The foregoing description of the preferred embodiments of the utility model is not intended to be limiting, but rather is intended to cover all modifications, equivalents, and alternatives falling within the spirit and principles of the utility model.

Claims (9)

1. The utility model provides a maize silage machining device, includes device body (1), end cover (2) and interim storage case (3), its characterized in that: the left side of the device body (1) is connected with the end cover (2), a cutting blade (5) is arranged in the device body (1), and the cutting blade (5) is connected with a driving motor (4) arranged on the outer side of the device body (1) through a rotating shaft; the temporary storage box (3) is located below the discharge hole (10) of the device body (1), one side of the temporary storage box (3) is provided with a conveying motor (6), a rotating shaft of the conveying motor (6) extends to the other end of the temporary storage box (3), a spiral blade (7) is arranged on the rotating shaft, and the conveying motor (6) is an alternating-current variable-frequency motor.
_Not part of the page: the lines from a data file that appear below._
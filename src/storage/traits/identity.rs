//! Identity store trait.

use crate::Result;
use crate::models::{IdentityRecord, LinkageKey};

/// Trait for identity store backends.
///
/// Identity stores are the authoritative source of truth for identity records.
/// Each method is atomic for the single key it touches; composite
/// lookup-then-write sequences are serialized by the linkage engine.
pub trait IdentityStore: Send + Sync {
    /// Returns the backend name (for logs and metrics).
    fn name(&self) -> &'static str;

    /// Retrieves a record by linkage key.
    fn get(&self, key: &LinkageKey) -> Result<Option<IdentityRecord>>;

    /// Retrieves the record indexed under a masked (forename, dob) pair.
    ///
    /// When fork lineages leave several records on one pair, the most recently
    /// created record is returned.
    fn get_by_forename_dob(&self, forename: &str, dob: &str) -> Result<Option<IdentityRecord>>;

    /// Inserts or replaces a record.
    ///
    /// The store sets `created_at` on first write (keeping it on later writes)
    /// and `updated_at` on every write.
    fn put(&self, record: &IdentityRecord) -> Result<()>;

    /// Deletes a record by key. Returns true if a record was removed.
    fn delete(&self, key: &LinkageKey) -> Result<bool>;

    /// Lists all linkage keys.
    fn list_keys(&self) -> Result<Vec<LinkageKey>>;

    /// Returns the total count of records.
    fn count(&self) -> Result<usize> {
        Ok(self.list_keys()?.len())
    }

    /// Persists a fork: writes `forked`, then deletes `previous` if no source
    /// references it anymore, or rewrites it otherwise. Returns true if
    /// `previous` was deleted.
    ///
    /// The default issues separate writes; transactional backends override it
    /// so both records change together or not at all.
    fn fork(&self, forked: &IdentityRecord, previous: &IdentityRecord) -> Result<bool> {
        self.put(forked)?;
        if previous.is_unreferenced() {
            self.delete(&previous.key)?;
            Ok(true)
        } else {
            self.put(previous)?;
            Ok(false)
        }
    }
}

impl<S: IdentityStore + ?Sized> IdentityStore for Box<S> {
    fn name(&self) -> &'static str {
        (**self).name()
    }

    fn get(&self, key: &LinkageKey) -> Result<Option<IdentityRecord>> {
        (**self).get(key)
    }

    fn get_by_forename_dob(&self, forename: &str, dob: &str) -> Result<Option<IdentityRecord>> {
        (**self).get_by_forename_dob(forename, dob)
    }

    fn put(&self, record: &IdentityRecord) -> Result<()> {
        (**self).put(record)
    }

    fn delete(&self, key: &LinkageKey) -> Result<bool> {
        (**self).delete(key)
    }

    fn list_keys(&self) -> Result<Vec<LinkageKey>> {
        (**self).list_keys()
    }

    fn fork(&self, forked: &IdentityRecord, previous: &IdentityRecord) -> Result<bool> {
        (**self).fork(forked, previous)
    }

    fn count(&self) -> Result<usize> {
        (**self).count()
    }
}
2. A corn silage machining apparatus according to claim 1, characterized in that: one side of the device body (1) is provided with a feed inlet (8).

3. A corn silage machining apparatus according to claim 1, characterized in that: the connecting part of the end cover (2) and the device body (1) is provided with a groove (12), and circumferential teeth (11) are arranged in the groove (12).
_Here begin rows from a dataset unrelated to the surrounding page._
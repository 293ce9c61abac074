//! `SQLite`-based identity store.
//!
//! Provides durable storage of identity records using `SQLite` as the
//! authoritative source of truth.

use crate::models::{IdentityRecord, LinkageKey, SourceType};
use crate::storage::metrics::timed;
use crate::storage::sqlite::{
    DEFAULT_BUSY_TIMEOUT_MS, IDENTITY_COLUMNS, IDENTITY_SCHEMA, acquire_lock,
    configure_connection, read_identity_row, with_transaction,
};
use crate::storage::traits::IdentityStore;
use crate::{Error, Result};
use chrono::Utc;
use rusqlite::{Connection, OptionalExtension, params};
use std::path::PathBuf;
use std::sync::Mutex;
use tracing::instrument;

const BACKEND: &str = "sqlite";

/// `SQLite`-based identity store.
///
/// # Concurrency Model
///
/// Uses a `Mutex<Connection>` for thread-safe access, plus WAL mode and
/// `busy_timeout` for contention with other processes. Every write runs in
/// an immediate transaction.
///
/// # Schema
///
/// One `person_identity` row per record. The `seq` column orders records by
/// creation, so the (forename, dob) lookup returns the most recent fork.
pub struct SqliteIdentityStore {
    /// Protected by Mutex because `rusqlite::Connection` is not `Sync`.
    conn: Mutex<Connection>,
    /// Path to the `SQLite` database (None for in-memory).
    db_path: Option<PathBuf>,
}

impl SqliteIdentityStore {
    /// Opens (and initializes) a store at `db_path`, creating parent directories.
    ///
    /// # Errors
    ///
    /// Returns an error if the database cannot be opened or initialized.
    pub fn new(db_path: impl Into<PathBuf>) -> Result<Self> {
        Self::with_busy_timeout(db_path, DEFAULT_BUSY_TIMEOUT_MS)
    }

    /// Opens a store with an explicit `busy_timeout` in milliseconds.
    ///
    /// # Errors
    ///
    /// Returns an error if the database cannot be opened or initialized.
    pub fn with_busy_timeout(db_path: impl Into<PathBuf>, busy_timeout_ms: u32) -> Result<Self> {
        let db_path = db_path.into();
        if let Some(parent) = db_path.parent().filter(|p| !p.as_os_str().is_empty()) {
            std::fs::create_dir_all(parent).map_err(|e| Error::OperationFailed {
                operation: "create_data_dir".to_string(),
                cause: format!("{}: {e}", parent.display()),
            })?;
        }

        let conn = Connection::open(&db_path).map_err(|e| Error::OperationFailed {
            operation: "open_sqlite".to_string(),
            cause: e.to_string(),
        })?;

        let store = Self {
            conn: Mutex::new(conn),
            db_path: Some(db_path),
        };
        store.initialize(busy_timeout_ms)?;
        Ok(store)
    }

    /// Creates an in-memory store.
    #[cfg(test)]
    fn in_memory() -> Result<Self> {
        let conn = Connection::open_in_memory().map_err(|e| Error::OperationFailed {
            operation: "open_sqlite_in_memory".to_string(),
            cause: e.to_string(),
        })?;

        let store = Self {
            conn: Mutex::new(conn),
            db_path: None,
        };
        store.initialize(DEFAULT_BUSY_TIMEOUT_MS)?;
        Ok(store)
    }

    /// Returns the database path (None for in-memory).
    #[must_use]
    pub const fn db_path(&self) -> Option<&PathBuf> {
        self.db_path.as_ref()
    }

    fn initialize(&self, busy_timeout_ms: u32) -> Result<()> {
        let conn = acquire_lock(&self.conn);
        configure_connection(&conn, busy_timeout_ms)?;
        conn.execute_batch(IDENTITY_SCHEMA)
            .map_err(|e| Error::OperationFailed {
                operation: "create_identity_table".to_string(),
                cause: e.to_string(),
            })
    }
}

fn query_failed(operation: &str) -> impl FnOnce(rusqlite::Error) -> Error + '_ {
    move |e| Error::OperationFailed {
        operation: operation.to_string(),
        cause: e.to_string(),
    }
}

/// Inserts or replaces one record. `created_at` is kept on conflict.
fn upsert_identity(conn: &Connection, record: &IdentityRecord, now: i64) -> Result<()> {
    let created_at = record.created_at.map_or(now, |t| t.timestamp_millis());
    let counter = |source: SourceType| i64::from(record.counter(source));

    conn.execute(
        "INSERT INTO person_identity (linkage_key, hashed_forename, hashed_secondname,
             hashed_lastname, hashed_dob, hashed_address, gender,
             hashed_aadhaar_number, hashed_pan_number, hashed_voter_id, hashed_dl_number,
             aadhaar_counter, pan_counter, voter_id_counter, dl_counter,
             forked_from, created_at, updated_at)
         VALUES (?1, ?2, ?3, ?4, ?5, ?6, ?7, ?8, ?9, ?10, ?11, ?12, ?13, ?14, ?15, ?16, ?17, ?18)
         ON CONFLICT(linkage_key) DO UPDATE SET
             hashed_forename = excluded.hashed_forename,
             hashed_secondname = excluded.hashed_secondname,
             hashed_lastname = excluded.hashed_lastname,
             hashed_dob = excluded.hashed_dob,
             hashed_address = excluded.hashed_address,
             gender = excluded.gender,
             hashed_aadhaar_number = excluded.hashed_aadhaar_number,
             hashed_pan_number = excluded.hashed_pan_number,
             hashed_voter_id = excluded.hashed_voter_id,
             hashed_dl_number = excluded.hashed_dl_number,
             aadhaar_counter = excluded.aadhaar_counter,
             pan_counter = excluded.pan_counter,
             voter_id_counter = excluded.voter_id_counter,
             dl_counter = excluded.dl_counter,
             forked_from = excluded.forked_from,
             updated_at = excluded.updated_at",
        params![
            record.key.as_str(),
            record.attributes.forename,
            record.attributes.secondname,
            record.attributes.lastname,
            record.attributes.dob,
            record.attributes.address,
            record.gender,
            record.document(SourceType::Aadhaar),
            record.document(SourceType::Pan),
            record.document(SourceType::Voter),
            record.document(SourceType::Driving),
            counter(SourceType::Aadhaar),
            counter(SourceType::Pan),
            counter(SourceType::Voter),
            counter(SourceType::Driving),
            record.forked_from.as_ref().map(LinkageKey::as_str),
            created_at,
            now,
        ],
    )
    .map_err(query_failed("put_identity"))?;
    Ok(())
}

fn delete_identity(conn: &Connection, key: &LinkageKey) -> Result<bool> {
    let deleted = conn
        .execute(
            "DELETE FROM person_identity WHERE linkage_key = ?1",
            params![key.as_str()],
        )
        .map_err(query_failed("delete_identity"))?;
    Ok(deleted > 0)
}

impl IdentityStore for SqliteIdentityStore {
    fn name(&self) -> &'static str {
        BACKEND
    }

    #[instrument(skip(self), fields(operation = "get", backend = BACKEND, key = %key))]
    fn get(&self, key: &LinkageKey) -> Result<Option<IdentityRecord>> {
        timed(BACKEND, "get", || {
            let conn = acquire_lock(&self.conn);
            conn.query_row(
                &format!("SELECT {IDENTITY_COLUMNS} FROM person_identity WHERE linkage_key = ?1"),
                params![key.as_str()],
                read_identity_row,
            )
            .optional()
            .map_err(query_failed("get_identity"))
        })
    }

    #[instrument(skip_all, fields(operation = "get_by_forename_dob", backend = BACKEND))]
    fn get_by_forename_dob(&self, forename: &str, dob: &str) -> Result<Option<IdentityRecord>> {
        timed(BACKEND, "get_by_forename_dob", || {
            let conn = acquire_lock(&self.conn);
            conn.query_row(
                &format!(
                    "SELECT {IDENTITY_COLUMNS} FROM person_identity
                     WHERE hashed_forename = ?1 AND hashed_dob = ?2
                     ORDER BY seq DESC LIMIT 1"
                ),
                params![forename, dob],
                read_identity_row,
            )
            .optional()
            .map_err(query_failed("get_identity_by_forename_dob"))
        })
    }

    #[instrument(skip(self, record), fields(operation = "put", backend = BACKEND, key = %record.key))]
    fn put(&self, record: &IdentityRecord) -> Result<()> {
        timed(BACKEND, "put", || {
            let conn = acquire_lock(&self.conn);
            let now = Utc::now().timestamp_millis();
            with_transaction(&conn, |tx| upsert_identity(tx, record, now))
        })
    }

    #[instrument(skip(self), fields(operation = "delete", backend = BACKEND, key = %key))]
    fn delete(&self, key: &LinkageKey) -> Result<bool> {
        timed(BACKEND, "delete", || {
            let conn = acquire_lock(&self.conn);
            with_transaction(&conn, |tx| delete_identity(tx, key))
        })
    }

    #[instrument(
        skip_all,
        fields(operation = "fork", backend = BACKEND, key = %forked.key, previous = %previous.key)
    )]
    fn fork(&self, forked: &IdentityRecord, previous: &IdentityRecord) -> Result<bool> {
        timed(BACKEND, "fork", || {
            let conn = acquire_lock(&self.conn);
            let now = Utc::now().timestamp_millis();
            with_transaction(&conn, |tx| {
                upsert_identity(tx, forked, now)?;
                if previous.is_unreferenced() {
                    delete_identity(tx, &previous.key)?;
                    Ok(true)
                } else {
                    upsert_identity(tx, previous, now)?;
                    Ok(false)
                }
            })
        })
    }

    #[instrument(skip(self), fields(operation = "list_keys", backend = BACKEND))]
    fn list_keys(&self) -> Result<Vec<LinkageKey>> {
        timed(BACKEND, "list_keys", || {
            let conn = acquire_lock(&self.conn);
            let mut stmt = conn
                .prepare("SELECT linkage_key FROM person_identity ORDER BY seq")
                .map_err(query_failed("prepare_list_keys"))?;

            let keys = stmt
                .query_map([], |row| row.get::<_, String>(0))
                .map_err(query_failed("list_keys"))?
                .map(|key| key.map(LinkageKey::new))
                .collect::<rusqlite::Result<Vec<_>>>()
                .map_err(query_failed("list_keys_row"))?;

            Ok(keys)
        })
    }

    #[instrument(skip(self), fields(operation = "count", backend = BACKEND))]
    fn count(&self) -> Result<usize> {
        timed(BACKEND, "count", || {
            let conn = acquire_lock(&self.conn);
            let count: i64 = conn
                .query_row("SELECT COUNT(*) FROM person_identity", [], |row| row.get(0))
                .map_err(query_failed("count_identities"))?;

            Ok(usize::try_from(count).unwrap_or_default())
        })
    }
}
4. A corn silage machining device according to claim 3, characterized in that: one side of the circumferential teeth (11) close to the device body (1) is provided with a scraping plate (13), the scraping plate (13) is of a wedge-shaped structure, and the other end of the scraping plate (13) is in sliding connection with a guide groove (17) in the device body (1).

5. A corn silage machining apparatus according to claim 1, characterized in that: the inner side of the end cover (2) is provided with a driven gear (16), the driven gear (16) is connected with a rotating shaft arranged on the inner side of the end cover (2) through a bearing, and the driven gear (16) is meshed with the circumferential teeth (11).

6. A corn silage machining apparatus according to claim 1, characterized in that: one end of the driving motor (4) positioned in the end cover (2) is provided with an intermittent gear (14), and the intermittent gear (14) is provided with intermittent teeth (15).

7. The corn silage machining device according to claim 6, wherein: the intermittent teeth (15) are distributed about 1/3 of the entire intermittent gear (14).

8. A corn silage machining apparatus according to claim 1, characterized in that: and a blanking port (9) is arranged on one side, far away from the conveying motor (6), of the temporary storage box (3).

9. A corn silage machining apparatus according to claim 1, characterized in that: the driving motor (4) and the conveying motor (6) are electrically connected with an external control device.